→ **Material for this exercise**
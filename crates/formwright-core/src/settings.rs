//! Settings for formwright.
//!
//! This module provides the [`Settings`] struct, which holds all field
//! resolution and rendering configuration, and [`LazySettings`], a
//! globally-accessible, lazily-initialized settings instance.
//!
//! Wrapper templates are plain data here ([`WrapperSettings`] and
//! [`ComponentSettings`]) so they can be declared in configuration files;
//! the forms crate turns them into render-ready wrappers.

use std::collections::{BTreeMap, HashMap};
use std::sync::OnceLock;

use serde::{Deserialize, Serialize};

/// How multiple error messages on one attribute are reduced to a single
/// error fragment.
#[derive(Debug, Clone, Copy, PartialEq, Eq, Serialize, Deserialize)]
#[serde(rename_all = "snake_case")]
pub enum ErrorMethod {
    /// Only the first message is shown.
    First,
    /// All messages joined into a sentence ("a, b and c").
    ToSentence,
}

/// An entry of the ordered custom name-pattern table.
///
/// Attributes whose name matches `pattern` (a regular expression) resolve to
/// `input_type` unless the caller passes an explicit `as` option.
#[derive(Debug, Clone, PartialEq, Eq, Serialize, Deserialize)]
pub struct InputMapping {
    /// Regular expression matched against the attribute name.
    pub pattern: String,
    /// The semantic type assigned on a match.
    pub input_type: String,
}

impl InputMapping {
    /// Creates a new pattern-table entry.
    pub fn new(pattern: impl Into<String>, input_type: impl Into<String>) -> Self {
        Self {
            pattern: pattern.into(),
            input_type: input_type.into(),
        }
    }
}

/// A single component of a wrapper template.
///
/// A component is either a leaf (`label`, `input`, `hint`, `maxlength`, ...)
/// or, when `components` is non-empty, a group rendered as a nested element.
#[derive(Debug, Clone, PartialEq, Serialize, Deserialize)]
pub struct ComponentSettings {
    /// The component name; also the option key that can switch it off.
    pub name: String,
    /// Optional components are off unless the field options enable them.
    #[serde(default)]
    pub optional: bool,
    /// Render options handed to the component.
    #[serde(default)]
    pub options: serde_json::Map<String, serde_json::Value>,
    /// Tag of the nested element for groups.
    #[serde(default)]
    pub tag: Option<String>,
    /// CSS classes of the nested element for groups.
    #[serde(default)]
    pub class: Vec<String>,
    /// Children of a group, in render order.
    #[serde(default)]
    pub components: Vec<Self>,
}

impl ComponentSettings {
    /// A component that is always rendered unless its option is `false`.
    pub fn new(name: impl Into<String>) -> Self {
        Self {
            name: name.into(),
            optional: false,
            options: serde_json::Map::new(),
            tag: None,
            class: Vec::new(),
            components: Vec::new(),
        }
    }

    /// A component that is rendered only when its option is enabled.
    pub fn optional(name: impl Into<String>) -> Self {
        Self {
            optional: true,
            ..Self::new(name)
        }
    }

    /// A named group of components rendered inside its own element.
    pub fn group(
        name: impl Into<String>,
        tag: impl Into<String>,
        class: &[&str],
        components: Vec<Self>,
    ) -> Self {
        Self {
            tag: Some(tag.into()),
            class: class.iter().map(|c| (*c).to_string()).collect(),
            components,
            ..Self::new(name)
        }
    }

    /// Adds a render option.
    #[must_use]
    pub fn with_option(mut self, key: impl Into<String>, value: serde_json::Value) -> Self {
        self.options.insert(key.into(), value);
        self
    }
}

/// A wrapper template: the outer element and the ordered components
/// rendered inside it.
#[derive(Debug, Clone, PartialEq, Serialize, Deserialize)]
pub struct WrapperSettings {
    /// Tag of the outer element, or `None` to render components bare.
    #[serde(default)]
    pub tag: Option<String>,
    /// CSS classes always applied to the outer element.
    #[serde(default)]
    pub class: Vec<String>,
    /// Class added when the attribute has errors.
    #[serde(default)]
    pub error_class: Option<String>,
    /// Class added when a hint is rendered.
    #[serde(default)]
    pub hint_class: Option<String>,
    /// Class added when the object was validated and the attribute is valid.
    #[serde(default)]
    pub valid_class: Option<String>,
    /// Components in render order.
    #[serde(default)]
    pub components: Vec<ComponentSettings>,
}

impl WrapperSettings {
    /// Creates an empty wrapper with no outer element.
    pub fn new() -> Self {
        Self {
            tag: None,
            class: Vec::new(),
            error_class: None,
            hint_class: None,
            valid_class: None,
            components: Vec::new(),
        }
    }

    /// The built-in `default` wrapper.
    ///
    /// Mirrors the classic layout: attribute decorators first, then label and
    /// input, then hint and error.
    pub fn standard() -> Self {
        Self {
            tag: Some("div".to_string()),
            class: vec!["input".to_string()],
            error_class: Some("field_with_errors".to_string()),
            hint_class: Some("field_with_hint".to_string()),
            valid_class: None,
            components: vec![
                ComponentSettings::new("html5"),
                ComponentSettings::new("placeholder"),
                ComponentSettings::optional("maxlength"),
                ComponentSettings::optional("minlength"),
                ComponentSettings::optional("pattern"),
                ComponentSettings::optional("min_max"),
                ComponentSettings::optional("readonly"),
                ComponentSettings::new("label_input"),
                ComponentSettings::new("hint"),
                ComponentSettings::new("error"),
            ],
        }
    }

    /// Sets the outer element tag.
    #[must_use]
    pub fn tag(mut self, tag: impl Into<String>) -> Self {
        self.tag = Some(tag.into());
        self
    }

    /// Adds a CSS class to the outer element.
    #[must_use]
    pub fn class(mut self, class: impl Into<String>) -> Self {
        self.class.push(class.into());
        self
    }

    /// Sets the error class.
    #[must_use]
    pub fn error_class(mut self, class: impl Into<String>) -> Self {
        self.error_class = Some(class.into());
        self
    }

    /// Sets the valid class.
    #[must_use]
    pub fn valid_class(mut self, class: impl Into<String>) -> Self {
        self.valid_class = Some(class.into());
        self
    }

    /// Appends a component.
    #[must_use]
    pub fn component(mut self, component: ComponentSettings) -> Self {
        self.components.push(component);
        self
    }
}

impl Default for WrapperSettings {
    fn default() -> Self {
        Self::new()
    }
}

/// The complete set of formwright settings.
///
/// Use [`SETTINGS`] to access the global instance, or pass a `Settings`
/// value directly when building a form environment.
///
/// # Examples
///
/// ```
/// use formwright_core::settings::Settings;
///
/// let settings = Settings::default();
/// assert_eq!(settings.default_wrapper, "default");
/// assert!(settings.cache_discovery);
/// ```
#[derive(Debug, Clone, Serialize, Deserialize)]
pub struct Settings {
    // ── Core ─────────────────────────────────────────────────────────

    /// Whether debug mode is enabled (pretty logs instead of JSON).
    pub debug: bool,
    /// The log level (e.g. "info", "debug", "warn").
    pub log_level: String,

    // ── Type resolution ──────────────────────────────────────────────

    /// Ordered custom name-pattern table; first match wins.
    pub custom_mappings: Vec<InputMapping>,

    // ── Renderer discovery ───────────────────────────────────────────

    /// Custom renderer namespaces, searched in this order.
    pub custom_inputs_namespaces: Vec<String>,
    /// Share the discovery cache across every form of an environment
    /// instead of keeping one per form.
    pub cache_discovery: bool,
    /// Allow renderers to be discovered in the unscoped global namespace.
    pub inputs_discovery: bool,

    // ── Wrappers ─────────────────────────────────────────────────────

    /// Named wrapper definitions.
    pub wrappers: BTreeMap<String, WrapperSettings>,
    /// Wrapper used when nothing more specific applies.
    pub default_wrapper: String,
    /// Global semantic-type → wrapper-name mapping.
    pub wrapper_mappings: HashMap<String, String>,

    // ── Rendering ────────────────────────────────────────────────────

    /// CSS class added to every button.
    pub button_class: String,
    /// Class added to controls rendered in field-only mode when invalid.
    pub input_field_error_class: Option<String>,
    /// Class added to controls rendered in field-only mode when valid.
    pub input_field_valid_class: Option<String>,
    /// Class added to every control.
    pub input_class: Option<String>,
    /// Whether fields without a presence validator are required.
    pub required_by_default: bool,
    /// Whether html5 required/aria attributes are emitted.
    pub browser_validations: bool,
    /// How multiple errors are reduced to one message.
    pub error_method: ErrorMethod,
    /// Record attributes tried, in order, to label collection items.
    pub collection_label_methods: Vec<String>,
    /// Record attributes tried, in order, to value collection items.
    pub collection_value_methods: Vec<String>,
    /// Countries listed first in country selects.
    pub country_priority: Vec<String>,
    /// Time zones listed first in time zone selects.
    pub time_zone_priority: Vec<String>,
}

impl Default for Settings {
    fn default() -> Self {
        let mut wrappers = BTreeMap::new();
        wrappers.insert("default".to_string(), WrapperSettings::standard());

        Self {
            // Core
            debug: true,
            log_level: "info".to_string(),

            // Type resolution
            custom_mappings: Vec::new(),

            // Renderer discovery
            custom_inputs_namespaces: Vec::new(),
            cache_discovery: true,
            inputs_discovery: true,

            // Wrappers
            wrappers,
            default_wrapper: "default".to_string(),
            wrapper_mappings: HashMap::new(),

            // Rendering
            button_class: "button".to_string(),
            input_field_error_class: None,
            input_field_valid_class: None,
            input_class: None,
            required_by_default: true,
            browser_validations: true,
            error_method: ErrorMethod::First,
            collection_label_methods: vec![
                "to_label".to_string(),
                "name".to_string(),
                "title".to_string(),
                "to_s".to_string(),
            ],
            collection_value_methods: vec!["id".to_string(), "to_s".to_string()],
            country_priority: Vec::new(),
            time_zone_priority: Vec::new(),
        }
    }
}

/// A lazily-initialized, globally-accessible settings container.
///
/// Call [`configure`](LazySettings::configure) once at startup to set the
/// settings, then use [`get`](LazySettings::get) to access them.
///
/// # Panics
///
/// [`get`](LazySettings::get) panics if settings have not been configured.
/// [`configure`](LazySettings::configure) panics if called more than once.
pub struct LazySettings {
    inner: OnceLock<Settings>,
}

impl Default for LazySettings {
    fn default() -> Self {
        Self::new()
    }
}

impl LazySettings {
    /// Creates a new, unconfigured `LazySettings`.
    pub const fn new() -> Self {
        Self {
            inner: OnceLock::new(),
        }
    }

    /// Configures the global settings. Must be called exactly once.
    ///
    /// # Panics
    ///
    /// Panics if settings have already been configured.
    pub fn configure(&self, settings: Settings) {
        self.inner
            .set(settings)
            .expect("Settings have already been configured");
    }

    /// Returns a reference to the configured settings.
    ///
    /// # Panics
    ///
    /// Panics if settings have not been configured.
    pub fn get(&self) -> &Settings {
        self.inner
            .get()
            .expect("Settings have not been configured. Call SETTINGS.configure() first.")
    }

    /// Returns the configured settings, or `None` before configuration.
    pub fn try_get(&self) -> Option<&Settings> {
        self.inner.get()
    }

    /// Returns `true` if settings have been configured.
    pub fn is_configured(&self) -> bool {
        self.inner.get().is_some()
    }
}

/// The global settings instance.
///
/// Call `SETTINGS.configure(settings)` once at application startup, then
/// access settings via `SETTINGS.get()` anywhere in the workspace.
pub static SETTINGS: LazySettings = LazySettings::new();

---

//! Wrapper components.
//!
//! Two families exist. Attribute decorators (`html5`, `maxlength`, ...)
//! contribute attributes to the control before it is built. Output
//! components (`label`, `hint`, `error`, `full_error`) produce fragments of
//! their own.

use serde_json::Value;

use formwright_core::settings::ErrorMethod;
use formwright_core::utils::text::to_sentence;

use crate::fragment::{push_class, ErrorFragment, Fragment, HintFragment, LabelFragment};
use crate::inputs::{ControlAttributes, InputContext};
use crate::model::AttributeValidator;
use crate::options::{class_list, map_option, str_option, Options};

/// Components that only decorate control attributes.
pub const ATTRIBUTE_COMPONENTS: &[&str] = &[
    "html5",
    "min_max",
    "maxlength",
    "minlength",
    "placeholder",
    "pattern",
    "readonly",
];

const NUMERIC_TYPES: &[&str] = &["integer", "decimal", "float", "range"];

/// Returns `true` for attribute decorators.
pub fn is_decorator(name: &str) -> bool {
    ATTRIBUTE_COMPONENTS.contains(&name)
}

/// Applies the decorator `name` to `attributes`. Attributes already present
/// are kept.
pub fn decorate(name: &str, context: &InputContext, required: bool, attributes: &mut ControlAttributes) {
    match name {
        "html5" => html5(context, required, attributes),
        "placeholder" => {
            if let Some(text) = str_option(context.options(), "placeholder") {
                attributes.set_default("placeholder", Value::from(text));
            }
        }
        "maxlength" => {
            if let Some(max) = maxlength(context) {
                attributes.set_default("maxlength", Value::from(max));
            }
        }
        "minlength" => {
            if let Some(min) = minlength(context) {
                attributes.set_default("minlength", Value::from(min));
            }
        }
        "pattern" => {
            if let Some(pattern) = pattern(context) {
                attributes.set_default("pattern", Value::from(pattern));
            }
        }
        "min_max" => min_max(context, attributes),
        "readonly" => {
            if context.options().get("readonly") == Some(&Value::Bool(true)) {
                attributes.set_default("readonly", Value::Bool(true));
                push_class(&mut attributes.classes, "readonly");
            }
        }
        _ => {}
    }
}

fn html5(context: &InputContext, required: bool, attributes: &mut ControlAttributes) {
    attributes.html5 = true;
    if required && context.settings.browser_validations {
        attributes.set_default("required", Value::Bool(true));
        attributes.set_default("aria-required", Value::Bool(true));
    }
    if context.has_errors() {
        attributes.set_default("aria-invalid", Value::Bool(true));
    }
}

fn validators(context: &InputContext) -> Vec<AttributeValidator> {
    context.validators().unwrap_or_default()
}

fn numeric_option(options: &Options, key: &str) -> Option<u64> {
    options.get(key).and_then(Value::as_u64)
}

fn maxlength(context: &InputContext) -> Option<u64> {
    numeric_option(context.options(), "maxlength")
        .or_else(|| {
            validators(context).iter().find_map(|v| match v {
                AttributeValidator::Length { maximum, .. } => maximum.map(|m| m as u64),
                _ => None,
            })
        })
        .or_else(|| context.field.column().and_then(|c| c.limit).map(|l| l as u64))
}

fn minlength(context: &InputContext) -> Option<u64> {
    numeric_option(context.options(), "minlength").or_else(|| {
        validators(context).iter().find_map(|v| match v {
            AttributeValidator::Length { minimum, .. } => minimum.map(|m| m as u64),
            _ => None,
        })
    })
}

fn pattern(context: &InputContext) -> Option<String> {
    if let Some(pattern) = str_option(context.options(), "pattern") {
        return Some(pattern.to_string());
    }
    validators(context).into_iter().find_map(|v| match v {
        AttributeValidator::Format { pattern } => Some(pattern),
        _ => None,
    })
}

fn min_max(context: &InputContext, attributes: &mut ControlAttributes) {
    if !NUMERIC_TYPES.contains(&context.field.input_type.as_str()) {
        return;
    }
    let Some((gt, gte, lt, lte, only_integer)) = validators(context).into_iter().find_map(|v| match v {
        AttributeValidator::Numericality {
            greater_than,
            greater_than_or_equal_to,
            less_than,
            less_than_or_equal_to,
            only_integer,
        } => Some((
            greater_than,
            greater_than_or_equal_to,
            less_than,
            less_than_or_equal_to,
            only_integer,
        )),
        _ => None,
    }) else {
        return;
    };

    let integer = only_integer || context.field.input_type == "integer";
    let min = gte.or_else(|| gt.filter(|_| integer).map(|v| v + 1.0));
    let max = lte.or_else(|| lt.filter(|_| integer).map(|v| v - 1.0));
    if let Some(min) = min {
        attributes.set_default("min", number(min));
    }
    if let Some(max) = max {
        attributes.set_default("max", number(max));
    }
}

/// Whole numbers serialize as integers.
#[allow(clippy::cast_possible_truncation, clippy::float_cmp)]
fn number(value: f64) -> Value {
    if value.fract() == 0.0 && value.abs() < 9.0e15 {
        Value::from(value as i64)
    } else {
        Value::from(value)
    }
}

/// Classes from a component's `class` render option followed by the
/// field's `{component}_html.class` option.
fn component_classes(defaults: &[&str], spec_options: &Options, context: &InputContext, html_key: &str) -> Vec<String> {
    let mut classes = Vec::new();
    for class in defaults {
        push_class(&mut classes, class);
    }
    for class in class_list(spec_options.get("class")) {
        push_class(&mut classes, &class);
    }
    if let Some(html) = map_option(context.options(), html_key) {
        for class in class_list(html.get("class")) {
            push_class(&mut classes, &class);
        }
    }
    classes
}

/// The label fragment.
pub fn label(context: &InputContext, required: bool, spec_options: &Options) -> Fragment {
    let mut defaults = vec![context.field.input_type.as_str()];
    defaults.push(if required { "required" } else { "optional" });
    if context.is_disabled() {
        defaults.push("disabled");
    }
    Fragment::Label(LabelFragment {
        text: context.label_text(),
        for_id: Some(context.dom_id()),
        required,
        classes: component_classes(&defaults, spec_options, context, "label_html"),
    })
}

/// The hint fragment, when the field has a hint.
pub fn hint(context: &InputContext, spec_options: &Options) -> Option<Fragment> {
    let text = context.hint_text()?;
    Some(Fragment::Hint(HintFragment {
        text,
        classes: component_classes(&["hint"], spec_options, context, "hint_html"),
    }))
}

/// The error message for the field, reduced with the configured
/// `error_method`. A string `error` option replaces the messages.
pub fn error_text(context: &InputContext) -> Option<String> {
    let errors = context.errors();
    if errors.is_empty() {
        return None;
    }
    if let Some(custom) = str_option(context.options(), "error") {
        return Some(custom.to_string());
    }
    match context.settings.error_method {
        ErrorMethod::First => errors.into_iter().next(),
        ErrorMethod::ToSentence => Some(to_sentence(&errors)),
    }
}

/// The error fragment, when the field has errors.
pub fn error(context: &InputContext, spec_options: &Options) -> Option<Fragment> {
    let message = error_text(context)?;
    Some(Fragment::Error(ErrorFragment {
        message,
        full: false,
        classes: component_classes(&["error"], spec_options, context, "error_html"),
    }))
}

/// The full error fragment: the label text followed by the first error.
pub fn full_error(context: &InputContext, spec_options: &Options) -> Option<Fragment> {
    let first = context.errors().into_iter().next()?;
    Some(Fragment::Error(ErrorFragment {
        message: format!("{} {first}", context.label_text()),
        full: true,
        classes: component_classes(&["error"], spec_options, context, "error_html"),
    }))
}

→ **Assignment**
Every line in the records above that contains the word "single" should be copied out.

→ **Written reply**
/// How multiple error messages on one attribute are reduced to a single
/// A single component of a wrapper template.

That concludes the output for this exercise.